▸ **What you need to do**:
Beneath this instruction is a block of data; output from it exactly the lines that run from the one containing "return Err(StoreError::MissingExternalId);" through the one containing "if let Some(id)", inclusive.

▸ **Provided information**:
//! In-memory task store (non-persistent).

use std::cmp::Ordering;
use std::collections::{BTreeMap, HashMap};

use async_trait::async_trait;
use chrono::Utc;
use tokio::sync::RwLock;

use opsync_core::{CanonicalTask, ExternalId, StoredTask};

use super::{StoreError, TaskFilter, TaskStore, UpsertOutcome};

#[derive(Default)]
struct Inner {
    tasks: HashMap<i64, StoredTask>,
    by_external_id: HashMap<ExternalId, i64>,
    next_id: i64,
}

/// Task store backed by a map; used for tests and database-less runs.
#[derive(Default)]
pub struct InMemoryTaskStore {
    inner: RwLock<Inner>,
}

impl InMemoryTaskStore {
    pub fn new() -> Self {
        Self::default()
    }

    /// Number of stored tasks.
    pub async fn len(&self) -> usize {
        self.inner.read().await.tasks.len()
    }

    /// Returns true if nothing is stored.
    pub async fn is_empty(&self) -> bool {
        self.len().await == 0
    }
}

/// Most recent upstream update first, tasks without one last.
fn by_recency(a: &StoredTask, b: &StoredTask) -> Ordering {
    match (&a.task.op_updated_at, &b.task.op_updated_at) {
        (Some(x), Some(y)) => y.cmp(x),
        (Some(_), None) => Ordering::Less,
        (None, Some(_)) => Ordering::Greater,
        (None, None) => Ordering::Equal,
    }
    .then_with(|| b.updated_at.cmp(&a.updated_at))
}

#[async_trait]
impl TaskStore for InMemoryTaskStore {
    fn is_persistent(&self) -> bool {
        false
    }

    async fn find_by_external_id(
        &self,
        external_id: &ExternalId,
    ) -> Result<Option<StoredTask>, StoreError> {
        let inner = self.inner.read().await;
        Ok(inner
            .by_external_id
            .get(external_id)
            .and_then(|id| inner.tasks.get(id))
            .cloned())
    }

    async fn upsert_by_external_id(
        &self,
        task: &CanonicalTask,
    ) -> Result<UpsertOutcome, StoreError> {
        if task.external_id.is_empty() {
            return Err(StoreError::MissingExternalId);
        }

        let now = Utc::now();
        let mut inner = self.inner.write().await;

        let existing = inner.by_external_id.get(&task.external_id).copied();
        if let Some(id) = existing {
            if let Some(stored) = inner.tasks.get_mut(&id) {
                stored.task = task.clone();
                stored.updated_at = now;
                return Ok(UpsertOutcome {
                    id,
                    was_update: true,
                });
            }
        }

        inner.next_id += 1;
        let id = inner.next_id;
        inner.tasks.insert(
            id,
            StoredTask {
                id,
                task: task.clone(),
                created_at: now,
                updated_at: now,
            },
        );
        inner.by_external_id.insert(task.external_id.clone(), id);

        Ok(UpsertOutcome {
            id,
            was_update: false,
        })
    }

    async fn get(&self, id: i64) -> Result<Option<StoredTask>, StoreError> {
        Ok(self.inner.read().await.tasks.get(&id).cloned())
    }

    async fn list(&self, filter: &TaskFilter) -> Result<Vec<StoredTask>, StoreError> {
        let mut tasks: Vec<StoredTask> = self
            .inner
            .read()
            .await
            .tasks
            .values()
            .filter(|t| filter.matches(&t.task))
            .cloned()
            .collect();
        tasks.sort_by(by_recency);
        tasks.truncate(filter.limit());
        Ok(tasks)
    }

    async fn count_by_status(&self) -> Result<Vec<(String, u64)>, StoreError> {
        let mut counts: BTreeMap<String, u64> = BTreeMap::new();
        for stored in self.inner.read().await.tasks.values() {
            *counts.entry(stored.task.status.clone()).or_default() += 1;
        }
        Ok(counts.into_iter().collect())
    }
}

#[cfg(test)]
mod tests {
    use super::*;

    fn task(id: &str, status: &str, updated: Option<&str>) -> CanonicalTask {
        let mut task = CanonicalTask::new(id, format!("Task {}", id)).with_status(status);
        task.op_updated_at = updated.map(str::to_string);
        task
    }

    #[tokio::test]
    async fn test_upsert_creates_then_updates() {
        let store = InMemoryTaskStore::new();

        let first = store.upsert_by_external_id(&task("1", "open", None)).await.unwrap();
        assert!(!first.was_update);

        let second = store
            .upsert_by_external_id(&task("1", "closed", None))
            .await
            .unwrap();
        assert!(second.was_update);
        assert_eq!(first.id, second.id);
        assert_eq!(store.len().await, 1);

        let stored = store
            .find_by_external_id(&ExternalId::new("1"))
            .await
            .unwrap()
            .unwrap();
        assert_eq!(stored.task.status, "closed");
        assert!(stored.updated_at >= stored.created_at);
    }

    #[tokio::test]
    async fn test_find_unknown_returns_none() {
        let store = InMemoryTaskStore::new();
        assert!(store
            .find_by_external_id(&ExternalId::new("404"))
            .await
            .unwrap()
            .is_none());
    }

    #[tokio::test]
    async fn test_empty_external_id_rejected() {
        let store = InMemoryTaskStore::new();
        let err = store.upsert_by_external_id(&task("", "open", None)).await;
        assert!(matches!(err, Err(StoreError::MissingExternalId)));
        assert!(store.is_empty().await);
    }

    #[tokio::test]
    async fn test_list_orders_by_upstream_update() {
        let store = InMemoryTaskStore::new();
        store.upsert_by_external_id(&task("a", "open", None)).await.unwrap();
        store
            .upsert_by_external_id(&task("b", "open", Some("2024-01-01 00:00:00")))
            .await
            .unwrap();
        store
            .upsert_by_external_id(&task("c", "closed", Some("2024-02-01 00:00:00")))
            .await
            .unwrap();

        let all = store.list(&TaskFilter::default()).await.unwrap();
        let keys: Vec<&str> = all.iter().map(|t| t.task.external_id.as_str()).collect();
        assert_eq!(keys, vec!["c", "b", "a"]);

        let open = store
            .list(&TaskFilter {
                status: Some("open".to_string()),
                limit: Some(1),
                ..Default::default()
            })
            .await
            .unwrap();
        assert_eq!(open.len(), 1);
        assert_eq!(open[0].task.external_id.as_str(), "b");
    }

    #[tokio::test]
    async fn test_count_by_status() {
        let store = InMemoryTaskStore::new();
        store.upsert_by_external_id(&task("1", "open", None)).await.unwrap();
        store.upsert_by_external_id(&task("2", "open", None)).await.unwrap();
        store.upsert_by_external_id(&task("3", "closed", None)).await.unwrap();

        assert_eq!(
            store.count_by_status().await.unwrap(),
            vec![("closed".to_string(), 1), ("open".to_string(), 2)]
        );
    }
}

▸ **Answer section**:
            return Err(StoreError::MissingExternalId);
        }

        let now = Utc::now();
        let mut inner = self.inner.write().await;

        let existing = inner.by_external_id.get(&task.external_id).copied();
        if let Some(id) = existing {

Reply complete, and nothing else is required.